> **Directions for this task**: Across the data below, how many lines have the word "bare" in them? Respond with the number alone.

> **Data records**:

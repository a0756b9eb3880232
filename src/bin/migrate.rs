use scrapemaster::{config::Config, telemetry::init_tracing};
use sqlx::{Pool, Postgres, postgres::PgPoolOptions};
use tracing::info;

#[tokio::main]
async fn main() -> anyhow::Result<()> {
    init_tracing();

    let config = Config::from_env()?;

    let pool: Pool<Postgres> = PgPoolOptions::new()
        .max_connections(5)
        .connect(config.database_url())
        .await?;

    // runs all pending migrations; no-op if up-to-date
    sqlx::migrate!("./migrations").run(&pool).await?;
    info!("Migrations applied");

    Ok(())
}
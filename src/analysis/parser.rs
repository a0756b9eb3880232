//! Turns a free-form model reply into [`AnalysisFields`].

use regex::Regex;
use std::collections::HashMap;
use std::sync::LazyLock;

use crate::analysis::AnalysisFields;
use crate::analysis::fallback::{self, SummaryInput};
use crate::analysis::prompt::Section;
use crate::entities::SocialPosts;

const MIN_HIGHLIGHT_CHARS: usize = 5;
const MAX_HIGHLIGHTS: usize = 10;

/// A section header at the start of a line: optional bold or markdown
/// heading marker, the label, then a colon and/or closing marker, or the
/// end of the line.
static HEADER_REGEX: LazyLock<Regex> = LazyLock::new(|| {
    let mut labels: Vec<&str> = Section::ALL
        .iter()
        .flat_map(|s| s.aliases().iter().copied())
        .collect();
    labels.sort_by_key(|l| std::cmp::Reverse(l.len()));
    let alternation = labels
        .iter()
        .map(|l| regex::escape(l))
        .collect::<Vec<_>>()
        .join("|");
    Regex::new(&format!(
        r"(?im)^[ \t]*(?:\*\*|__|#{{1,6}}[ \t]*(?:\*\*)?)?[ \t]*({})[ \t]*(?::[ \t]*(?:\*\*|__)?|(?:\*\*|__)[ \t]*:?|$)",
        alternation
    ))
    .unwrap()
});
static LIST_ITEM_REGEX: LazyLock<Regex> =
    LazyLock::new(|| Regex::new(r"^[ \t]*(?:\d+[.)]|[-*•])[ \t]+(.+)$").unwrap());
static SCORE_REGEX: LazyLock<Regex> = LazyLock::new(|| {
    Regex::new(r"(?i)(?:score[ \t]*:?[ \t]*|^[ \t]*)(\d+(?:\.\d+)?)[ \t]*/[ \t]*10\b").unwrap()
});
static PLACEHOLDER_REGEX: LazyLock<Regex> = LazyLock::new(|| {
    Regex::new(r"(?i)\[(?:write|create|compose|insert|add)\b[^\]]*\]").unwrap()
});
static SEPARATOR_REGEX: LazyLock<Regex> =
    LazyLock::new(|| Regex::new(r"(?m)^[ \t]*(?:-{3,}|\*{3,}|_{3,})[ \t]*$").unwrap());

/// Sections located in a reply. Everything is optional; nothing is
/// fabricated here.
#[derive(Debug, Clone, Default, PartialEq)]
pub struct ParsedSections {
    pub source_summary: Option<String>,
    pub short_summary: Option<String>,
    pub key_highlights: Vec<String>,
    pub verified_origin: Option<String>,
    pub future_forecast: Option<String>,
    pub relevance_score: Option<f32>,
    pub social_posts: SocialPosts,
}

impl ParsedSections {
    /// Merges parsed sections with the deterministic summary. When the
    /// reply lacks a source summary the deterministic fields are the base
    /// and any parsed field overrides its counterpart.
    pub fn into_fields(self, input: &SummaryInput<'_>) -> AnalysisFields {
        let Some(source_summary) = self.source_summary else {
            let mut base = fallback::summarize(input);
            if let Some(short) = self.short_summary {
                base.short_summary = Some(short);
            }
            if !self.key_highlights.is_empty() {
                base.key_highlights = self.key_highlights;
            }
            if let Some(origin) = self.verified_origin {
                base.verified_origin = Some(origin);
            }
            if let Some(forecast) = self.future_forecast {
                base.future_forecast = Some(forecast);
            }
            if self.relevance_score.is_some() {
                base.relevance_score = self.relevance_score;
            }
            let posts = self.social_posts;
            base.social_posts = SocialPosts {
                linkedin: posts.linkedin.or(base.social_posts.linkedin),
                twitter: posts.twitter.or(base.social_posts.twitter),
                instagram: posts.instagram.or(base.social_posts.instagram),
                facebook: posts.facebook.or(base.social_posts.facebook),
            };
            return base;
        };

        AnalysisFields {
            source_summary,
            short_summary: self.short_summary,
            key_highlights: self.key_highlights,
            verified_origin: self.verified_origin,
            future_forecast: self.future_forecast,
            relevance_score: self.relevance_score,
            social_posts: self.social_posts,
        }
    }
}

/// Parses `reply` and completes it from the deterministic summary where the
/// reply is missing its source summary.
pub fn parse_reply(reply: &str, input: &SummaryInput<'_>) -> AnalysisFields {
    let has_keywords = !input.keywords.is_empty();
    parse_sections(reply, has_keywords).into_fields(input)
}

/// Locates every known section in `reply`. The first occurrence of a header
/// wins; a section runs until the next recognized header.
pub fn parse_sections(reply: &str, has_keywords: bool) -> ParsedSections {
    let headers: Vec<(Section, usize, usize)> = HEADER_REGEX
        .captures_iter(reply)
        .filter_map(|caps| {
            let whole = caps.get(0)?;
            let section = section_for_label(caps.get(1)?.as_str())?;
            Some((section, whole.start(), whole.end()))
        })
        .collect();

    let mut bodies: HashMap<Section, &str> = HashMap::new();
    for (idx, (section, _, body_start)) in headers.iter().enumerate() {
        let body_end = headers
            .get(idx + 1)
            .map(|(_, next_start, _)| *next_start)
            .unwrap_or(reply.len());
        bodies.entry(*section).or_insert(&reply[*body_start..body_end]);
    }

    let text = |section: Section| bodies.get(&section).and_then(|body| clean_body(body));
    let post = |section: Section| {
        bodies
            .get(&section)
            .map(|body| PLACEHOLDER_REGEX.replace_all(body, "").into_owned())
            .and_then(|body| clean_body(&body))
    };

    ParsedSections {
        source_summary: text(Section::SourceSummary),
        short_summary: text(Section::ShortSummary),
        key_highlights: bodies
            .get(&Section::KeyHighlights)
            .map(|body| list_items(body))
            .unwrap_or_default(),
        verified_origin: text(Section::VerifiedOrigin),
        future_forecast: text(Section::FutureForecast),
        relevance_score: if has_keywords {
            bodies.get(&Section::RelevanceScore).and_then(|body| score(body))
        } else {
            None
        },
        social_posts: SocialPosts {
            linkedin: post(Section::LinkedinPost),
            twitter: post(Section::TwitterPost),
            instagram: post(Section::InstagramPost),
            facebook: post(Section::FacebookPost),
        },
    }
}

fn section_for_label(label: &str) -> Option<Section> {
    let upper = label.to_uppercase();
    Section::ALL
        .into_iter()
        .find(|s| s.aliases().iter().any(|a| *a == upper))
}

/// Trims a section body and drops horizontal rules; `None` if nothing is left.
fn clean_body(body: &str) -> Option<String> {
    let body = SEPARATOR_REGEX.replace_all(body, "");
    let body = body.trim().trim_start_matches(':').trim();
    if body.is_empty() {
        None
    } else {
        Some(body.to_string())
    }
}

fn list_items(body: &str) -> Vec<String> {
    body.lines()
        .filter_map(|line| LIST_ITEM_REGEX.captures(line))
        .filter_map(|caps| caps.get(1))
        .map(|m| m.as_str().replace("**", "").trim().to_string())
        .filter(|item| item.chars().count() >= MIN_HIGHLIGHT_CHARS)
        .take(MAX_HIGHLIGHTS)
        .collect()
}

fn score(body: &str) -> Option<f32> {
    let caps = SCORE_REGEX.captures(body.trim())?;
    let value: f32 = caps.get(1)?.as_str().parse().ok()?;
    Some(value.clamp(0.0, 10.0))
}

#[cfg(test)]
mod tests {
    use super::*;

    fn input<'a>(keywords: &'a [String]) -> SummaryInput<'a> {
        SummaryInput {
            content: "The page body has a paragraph that is long enough to summarize.",
            keywords,
            title: Some("Example"),
            url: "https://example.com",
        }
    }

    #[test]
    fn test_summary_and_numbered_highlights() {
        let reply = "**SOURCE SUMMARY:** Foo bar.\n**KEY HIGHLIGHTS:**\n1. Fact one.\n2. Fact two.";
        let fields = parse_reply(reply, &input(&[]));

        assert_eq!(fields.source_summary, "Foo bar.");
        assert_eq!(fields.key_highlights, vec!["Fact one.", "Fact two."]);
        assert_eq!(fields.short_summary, None);
        assert!(fields.social_posts.is_empty());
    }

    #[test]
    fn test_full_reply() {
        let reply = "\
**SOURCE SUMMARY:**
Battery prices fell sharply.

Automakers responded by cutting prices.

**SHORT SUMMARY:** Cheaper batteries, cheaper cars.

**KEY HIGHLIGHTS:**
- **Prices** fell 20% year over year
* Lithium supply grew
- ok

**VERIFIED ORIGIN:** Lithium-ion cells were commercialized in 1991.
---
**FUTURE FORECAST:** Prices keep falling through 2030.
**RELEVANCE SCORE:** Score: 8/10 - closely matches the keywords.
**LINKEDIN POST:** Big news for EV buyers.
**TWITTER POST:** [Write a tweet under 280 characters with 2-3 hashtags]
**INSTAGRAM POST:** Charging ahead ⚡ #EV
**FACEBOOK POST:** What do you think about cheaper EVs?";
        let keywords = vec!["battery".to_string()];
        let fields = parse_reply(reply, &input(&keywords));

        assert_eq!(
            fields.source_summary,
            "Battery prices fell sharply.\n\nAutomakers responded by cutting prices."
        );
        assert_eq!(fields.short_summary.as_deref(), Some("Cheaper batteries, cheaper cars."));
        assert_eq!(
            fields.key_highlights,
            vec!["Prices fell 20% year over year", "Lithium supply grew"]
        );
        assert_eq!(
            fields.verified_origin.as_deref(),
            Some("Lithium-ion cells were commercialized in 1991.")
        );
        assert_eq!(
            fields.future_forecast.as_deref(),
            Some("Prices keep falling through 2030.")
        );
        assert_eq!(fields.relevance_score, Some(8.0));
        assert_eq!(fields.social_posts.linkedin.as_deref(), Some("Big news for EV buyers."));
        assert_eq!(fields.social_posts.twitter, None);
        assert_eq!(fields.social_posts.instagram.as_deref(), Some("Charging ahead ⚡ #EV"));
        assert!(fields.social_posts.facebook.is_some());
    }

    #[test]
    fn test_heading_style_headers_and_first_occurrence_wins() {
        let reply = "## Source Summary\nFirst body.\n\n## Short Summary\nShort.\n\n## SOURCE SUMMARY\nSecond body.";
        let sections = parse_sections(reply, false);
        assert_eq!(sections.source_summary.as_deref(), Some("First body."));
        assert_eq!(sections.short_summary.as_deref(), Some("Short."));
    }

    #[test]
    fn test_missing_source_summary_uses_fallback_overlay() {
        let reply = "**SHORT SUMMARY:** Model short.\n**FUTURE FORECAST:** Model forecast.";
        let keywords: Vec<String> = Vec::new();
        let fields = parse_reply(reply, &input(&keywords));
        let fallback = fallback::summarize(&input(&keywords));

        assert_eq!(fields.source_summary, fallback.source_summary);
        assert_eq!(fields.short_summary.as_deref(), Some("Model short."));
        assert_eq!(fields.future_forecast.as_deref(), Some("Model forecast."));
        assert_eq!(fields.verified_origin, fallback.verified_origin);
        assert_eq!(fields.social_posts, fallback.social_posts);
    }

    #[test]
    fn test_unstructured_reply_is_entirely_fallback() {
        let keywords: Vec<String> = Vec::new();
        let fields = parse_reply("I cannot help with that.", &input(&keywords));
        assert_eq!(fields, fallback::summarize(&input(&keywords)));
    }

    #[test]
    fn test_score_is_clamped_and_requires_keywords() {
        let reply = "**SOURCE SUMMARY:** S.\n**RELEVANCE SCORE:** Score: 14/10";
        assert_eq!(parse_sections(reply, true).relevance_score, Some(10.0));
        assert_eq!(parse_sections(reply, false).relevance_score, None);

        let bare = "**SOURCE SUMMARY:** S.\n**RELEVANCE SCORE:** 7.5/10 because reasons";
        assert_eq!(parse_sections(bare, true).relevance_score, Some(7.5));
    }

    #[test]
    fn test_highlights_capped_at_ten() {
        let items: String = (1..=14).map(|i| format!("{}. Highlight number {}\n", i, i)).collect();
        let reply = format!("**SOURCE SUMMARY:** S.\n**KEY HIGHLIGHTS:**\n{}", items);
        let sections = parse_sections(&reply, false);
        assert_eq!(sections.key_highlights.len(), MAX_HIGHLIGHTS);
        assert_eq!(sections.key_highlights[0], "Highlight number 1");
    }

    #[test]
    fn test_label_inside_sentence_is_not_a_header() {
        let reply = "**SOURCE SUMMARY:** The short summary: nothing new.";
        let sections = parse_sections(reply, false);
        assert_eq!(
            sections.source_summary.as_deref(),
            Some("The short summary: nothing new.")
        );
        assert_eq!(sections.short_summary, None);
    }
}
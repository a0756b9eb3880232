pub mod dtos;
pub mod jwt;
pub mod middleware;
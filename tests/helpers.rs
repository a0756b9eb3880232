use axum::Router;
use sqlx::{Pool, Postgres};
use std::sync::Arc;

use scrapemaster::{
    analysis::{AnalysisEngine, GeminiClient, GenerationParams, TextGenerator},
    app_state::AppState,
    config::Config,
    fetcher::{FirecrawlClient, PageFetcher},
    routes::build_router,
    scrapes::ScrapePipeline,
};

pub const JWT_SECRET: &str = "integration-secret";

/// Config pointing both upstream APIs at the given base URLs.
pub fn test_config(firecrawl_base: Option<String>, gemini_base: Option<String>) -> Config {
    let mut config = Config::new("postgresql://dummy", "127.0.0.1:0", JWT_SECRET);
    if let Some(base) = firecrawl_base {
        config = config.with_firecrawl(Some("fc-test-key"), base);
    }
    if let Some(base) = gemini_base {
        config = config.with_gemini(Some("g-test-key"), base, "gemini-1.5-flash");
    }
    config
}

/// The full router wired the way the `api` binary wires it. The pool is
/// lazy, so routes that touch the database must not be exercised.
pub fn test_app(config: &Config) -> Router {
    let fetcher = FirecrawlClient::new(config)
        .ok()
        .map(|c| Arc::new(c) as Arc<dyn PageFetcher>);
    let generator = GeminiClient::new(config)
        .ok()
        .map(|c| Arc::new(c) as Arc<dyn TextGenerator>);

    let pipeline = ScrapePipeline::new(
        fetcher,
        AnalysisEngine::new(generator, GenerationParams::default()),
    );
    let pool: Pool<Postgres> =
        Pool::<Postgres>::connect_lazy(config.database_url()).expect("Failed to create test pool");

    build_router(AppState::new(pool, pipeline, config.jwt_secret()))
}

> **Output below**: 2